また、コントローラは、拡管完了後、インターバル時間が経過すると、自動的に再度サーボモータを正転させて次の拡管動作を開始し、拡管するチューブの本数分連続して拡管作業を繰り返し、再度、スイッチをONにすると拡管作業を停止して終了する。
かかる構成によれば、本発明に係るチューブ拡管装置は、消耗部品の交換時期を的確に把握して、均一な拡管品質を保証することができる。
かかる構成によれば、本発明に係るチューブ拡管方法は、コントローラが、拡管完了後、インターバル時間が経過すると、自動的に再度サーボモータを正転させて次の拡管動作を開始し、拡管するチューブの本数分連続して拡管作業を繰り返し、再度、スイッチをONにすると拡管作業を停止して終了する。
チューブ拡管装置1は、図1に示すように、先端部に装着される拡管ツールであるチューブエキスパンダ100(図1(c)参照)を駆動する装置であり、作業者M(図1(b)参照)が手に持って自在に持ち運びできる可搬式拡管装置(不図示)とスタンドに移動自在に支持して作業者Mの負担を軽減したスタンド式拡管装置110(図1(a)参照)等の種々のタイプがある。
チューブ拡管装置1は、図1に示すように、先端部に装着したチューブエキスパンダ100をチューブT(図1(b)参照)に挿入した状態で駆動してチューブTを拡管して管板TB(図1(c)参照)に固着するための装置であり、作業性が良く確実にチューブTを固着できるため、熱交換器のチューブTの固着等に広く使用される。
なお、チューブエキスパンダ100は、図示しないアタッチメントによりチューブ拡管装置1(図2参照)に装着して使用し、目的や用途に応じて適宜交換して使用するオプションの拡管ツールである(以下、適宜、「拡管ツール」または単に「ツール」と呼称する場合がある)。
このため、作業者M(図1(b)参照)がマンドレル101の先端部をチューブTに挿入した状態で(図1(b)参照)、チューブ拡管装置1(図2参照)により正回転させると、複数のローラ103がマンドレル101のテーパに沿って軸方向に移動して、この複数のローラ103がマンドレル101を囲んで形成する外周円(外接円)が拡径するように径方向に移動する。このようにして、ローラ103は、マンドレル101の周りを公転しながら自転(転動)してチューブTを拡管する。
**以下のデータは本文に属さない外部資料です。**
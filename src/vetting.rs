use std::io::{BufRead, Write};

use serde::{Deserialize, Serialize};

use crate::config::RegistrationConfig;
use crate::correspondence::CorrespondenceSet;
use crate::types::{Correspondence, PixelPoint};

/// A match proposed by the feature matcher, waiting for a decision.
#[derive(Debug, Clone, Copy, PartialEq, Serialize, Deserialize)]
pub struct Candidate {
    pub point_a: PixelPoint,
    pub point_b: PixelPoint,
    /// Descriptor distance reported by the matcher, informational only.
    #[serde(default)]
    pub distance: f32,
}

impl Candidate {
    pub fn new(point_a: PixelPoint, point_b: PixelPoint) -> Candidate {
        Candidate {
            point_a,
            point_b,
            distance: 0.0,
        }
    }

    pub fn correspondence(&self) -> Correspondence {
        Correspondence::new(self.point_a, self.point_b)
    }

    /// Slope of the segment joining both points when the two images are placed
    /// side by side, B to the right of A, with y pointing up.
    pub fn joined_slope(&self, image_width: usize, image_height: usize) -> f64 {
        let w = image_width as f64;
        let h = image_height as f64;
        let (x1, y1) = (self.point_a.x as f64, h - self.point_a.y as f64);
        let (x2, y2) = (self.point_b.x as f64 + w, h - self.point_b.y as f64);
        (y2 - y1) / (x2 - x1)
    }
}

#[derive(Debug, Clone, Copy, PartialEq, Eq)]
pub enum Decision {
    Accept,
    Reject,
    Stop,
}

/// Where accept/reject decisions come from.
///
/// The session calls `await_decision` once per candidate that survives the
/// filters and does not continue until it returns.
pub trait DecisionSource {
    fn await_decision(&mut self, candidate: &Candidate, accepted: &CorrespondenceSet) -> Decision;

    /// Called for every candidate the filters reject before it reaches the operator.
    fn notify_auto_rejected(&mut self, _candidate: &Candidate, _reason: &AutoRejectReason) {}
}

/// Replays a fixed list of decisions, then stops.
#[derive(Debug, Clone, Default)]
pub struct ScriptedDecisions {
    decisions: std::collections::VecDeque<Decision>,
    prompts: usize,
}

impl ScriptedDecisions {
    pub fn new(decisions: impl IntoIterator<Item = Decision>) -> ScriptedDecisions {
        ScriptedDecisions {
            decisions: decisions.into_iter().collect(),
            prompts: 0,
        }
    }

    /// How many times the session asked for a decision.
    pub fn prompts(&self) -> usize {
        self.prompts
    }
}

impl DecisionSource for ScriptedDecisions {
    fn await_decision(&mut self, _: &Candidate, _: &CorrespondenceSet) -> Decision {
        self.prompts += 1;
        self.decisions.pop_front().unwrap_or(Decision::Stop)
    }
}

/// Accepts every candidate that reaches it.
#[derive(Debug, Clone, Copy, Default)]
pub struct AcceptAll;

impl DecisionSource for AcceptAll {
    fn await_decision(&mut self, _: &Candidate, _: &CorrespondenceSet) -> Decision {
        Decision::Accept
    }
}

/// Line-based operator prompt: `y` accepts, `q` stops, anything else rejects.
pub struct TerminalDecisions<R: BufRead, W: Write> {
    input: R,
    output: W,
}

impl<R: BufRead, W: Write> TerminalDecisions<R, W> {
    pub fn new(input: R, output: W) -> TerminalDecisions<R, W> {
        TerminalDecisions { input, output }
    }
}

impl<R: BufRead, W: Write> DecisionSource for TerminalDecisions<R, W> {
    fn await_decision(&mut self, candidate: &Candidate, accepted: &CorrespondenceSet) -> Decision {
        let prompt = writeln!(
            self.output,
            "candidate A ({:.1}, {:.1}) <-> B ({:.1}, {:.1}), {} accepted so far. accept? [y/n/q]",
            candidate.point_a.x,
            candidate.point_a.y,
            candidate.point_b.x,
            candidate.point_b.y,
            accepted.len()
        )
        .and_then(|_| self.output.flush());
        if let Err(e) = prompt {
            log::warn!("cannot write prompt: {}", e);
        }

        let mut line = String::new();
        match self.input.read_line(&mut line) {
            Ok(0) => {
                log::warn!("decision input closed, stopping");
                Decision::Stop
            }
            Ok(_) => match line.trim() {
                "y" | "Y" => Decision::Accept,
                "q" | "Q" => Decision::Stop,
                _ => Decision::Reject,
            },
            Err(e) => {
                log::warn!("cannot read decision: {}, stopping", e);
                Decision::Stop
            }
        }
    }

    fn notify_auto_rejected(&mut self, candidate: &Candidate, reason: &AutoRejectReason) {
        if let Err(e) = writeln!(
            self.output,
            "candidate A ({:.1}, {:.1}) <-> B ({:.1}, {:.1}) skipped: {}",
            candidate.point_a.x, candidate.point_a.y, candidate.point_b.x, candidate.point_b.y, reason
        ) {
            log::warn!("cannot write auto-rejection: {}", e);
        }
    }
}

/// Why a candidate was rejected without asking the operator.
#[derive(Debug, Clone, Copy, PartialEq, Serialize)]
pub enum AutoRejectReason {
    /// The joined-image slope is too far from the running average.
    SlopeOutOfRange { slope: f64, average: f64 },
    /// One of its points already belongs to an accepted correspondence.
    PointReuse,
}

impl std::fmt::Display for AutoRejectReason {
    fn fmt(&self, f: &mut std::fmt::Formatter<'_>) -> std::fmt::Result {
        match self {
            AutoRejectReason::SlopeOutOfRange { slope, average } => write!(
                f,
                "invalid slope {:.4}, |slope - average| = {:.4}",
                slope,
                (slope - average).abs()
            ),
            AutoRejectReason::PointReuse => {
                write!(f, "point already used by an accepted correspondence")
            }
        }
    }
}

#[derive(Debug, Clone, Copy, PartialEq, Serialize)]
pub enum CandidateOutcome {
    Accepted { slope: f64 },
    Rejected,
    AutoRejected(AutoRejectReason),
}

/// Result of one vetting pass.
#[derive(Debug, Clone, Default)]
pub struct VettingReport {
    pub correspondences: CorrespondenceSet,
    /// One entry per candidate examined, in candidate order.
    pub outcomes: Vec<CandidateOutcome>,
    /// The operator ended the pass before the candidate list was exhausted.
    pub stopped: bool,
}

impl VettingReport {
    pub fn accepted(&self) -> usize {
        self.correspondences.len()
    }

    pub fn auto_rejected(&self) -> impl Iterator<Item = (usize, &AutoRejectReason)> {
        self.outcomes.iter().enumerate().filter_map(|(i, o)| match o {
            CandidateOutcome::AutoRejected(reason) => Some((i, reason)),
            _ => None,
        })
    }
}

/// Drives accept/reject over a candidate list with the slope and reuse filters.
#[derive(Debug, Clone)]
pub struct VettingSession {
    image_width: usize,
    image_height: usize,
    slope_tolerance: f64,
    accepted: CorrespondenceSet,
    total_slope: f64,
}

impl VettingSession {
    pub fn new(config: &RegistrationConfig) -> VettingSession {
        VettingSession {
            image_width: config.image_width,
            image_height: config.image_height,
            slope_tolerance: config.slope_tolerance,
            accepted: CorrespondenceSet::new(),
            total_slope: 0.0,
        }
    }

    pub fn accepted(&self) -> &CorrespondenceSet {
        &self.accepted
    }

    /// Mean slope of the accepted correspondences, `None` before the first one.
    pub fn average_slope(&self) -> Option<f64> {
        if self.accepted.is_empty() {
            None
        } else {
            Some(self.total_slope / self.accepted.len() as f64)
        }
    }

    /// Filters applied before prompting. The first candidate is never filtered.
    pub fn screen(&self, candidate: &Candidate) -> Option<AutoRejectReason> {
        let average = self.average_slope()?;
        let slope = candidate.joined_slope(self.image_width, self.image_height);
        // written so that a NaN slope is rejected too
        if !((slope - average).abs() <= self.slope_tolerance) {
            return Some(AutoRejectReason::SlopeOutOfRange { slope, average });
        }
        if self.accepted.conflicts_with(&candidate.correspondence()) {
            return Some(AutoRejectReason::PointReuse);
        }
        None
    }

    fn accept(&mut self, candidate: &Candidate) -> f64 {
        let slope = candidate.joined_slope(self.image_width, self.image_height);
        self.accepted.push(candidate.correspondence());
        self.total_slope += slope;
        slope
    }

    /// Vets `candidates` in order until the list runs out or the operator stops.
    pub fn run<D: DecisionSource + ?Sized>(
        mut self,
        candidates: &[Candidate],
        decisions: &mut D,
    ) -> VettingReport {
        let mut outcomes = Vec::with_capacity(candidates.len());
        let mut stopped = false;

        for (i, candidate) in candidates.iter().enumerate() {
            if let Some(reason) = self.screen(candidate) {
                log::info!("candidate {} auto-rejected: {}", i, reason);
                decisions.notify_auto_rejected(candidate, &reason);
                outcomes.push(CandidateOutcome::AutoRejected(reason));
                continue;
            }
            match decisions.await_decision(candidate, &self.accepted) {
                Decision::Accept => {
                    let slope = self.accept(candidate);
                    log::info!(
                        "candidate {} accepted: ({}, {}) <-> ({}, {}), slope {:.4}",
                        i,
                        candidate.point_a.x,
                        candidate.point_a.y,
                        candidate.point_b.x,
                        candidate.point_b.y,
                        slope
                    );
                    outcomes.push(CandidateOutcome::Accepted { slope });
                }
                Decision::Reject => {
                    log::info!("candidate {} denied", i);
                    outcomes.push(CandidateOutcome::Rejected);
                }
                Decision::Stop => {
                    log::info!("vetting stopped by operator at candidate {}", i);
                    stopped = true;
                    break;
                }
            }
        }

        log::info!(
            "vetting finished with {} correspondences out of {} candidates",
            self.accepted.len(),
            candidates.len()
        );
        VettingReport {
            correspondences: self.accepted,
            outcomes,
            stopped,
        }
    }
}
このようにして、チューブエキスパンダ100は、チューブ拡管装置1(具体的には、後記するサーボモータ25)によりマンドレル101を正転させて拡管動作、逆転させて戻り動作を行う。
回転駆動部21とマンドレル101とは、回転駆動部21にマンドレル101の根元部に形成されたシャンク101aを図示しないアタッチメントにより一体として連結し、種々のチューブエキスパンダ100を交換可能に固定できるようになっている。
自在継手部23は、角度を自在に変えてトルクを伝達する部位であり、回転部を被覆するラバーカップ23aが装着されている。
サーボモータ25は、DCサーボモータやACサーボモータ等の種々のタイプが適用できるが、サーボモータ25を採用したことで、三相誘導モータと比較すると使用条件に合わせて適切な回転速度およびトルクを好適に設定することができる。
自動運転表示画面62は、表示画面切り替えバー61の[自動運転]62aのタッチ領域をタッチすると表示することができ、[自動運転]62aの領域が選択されていることを示すように色分け表示される。
自動運転表示画面62は、画面の左上部にタイトルである[自動運転]が表示され、画面の右上隅に表示された作業日時表示部62bと、作業日時表示部62bの下方に設けられた運転状態等を表示する作業内容表示部62cと、拡管回数[150]回とプリセット値[100000]回を表示する拡管回数表示部62dと、拡管作業中の各工程時間を表示する拡管時間表示部62eと、回転速度表示部62fと、トルク表示部62gと、を備えている。
なお、[ツール]の表示部には、[A]、[B]、[C]、および[D]の4種類のツールが拡管作業内容に応じて予め登録できるようになっている。
かかる構成により、作業者Mは、予め定めた設定値と実際に行われた作業の実行値を対比して適正な拡管作業が行われたことを確認することができる。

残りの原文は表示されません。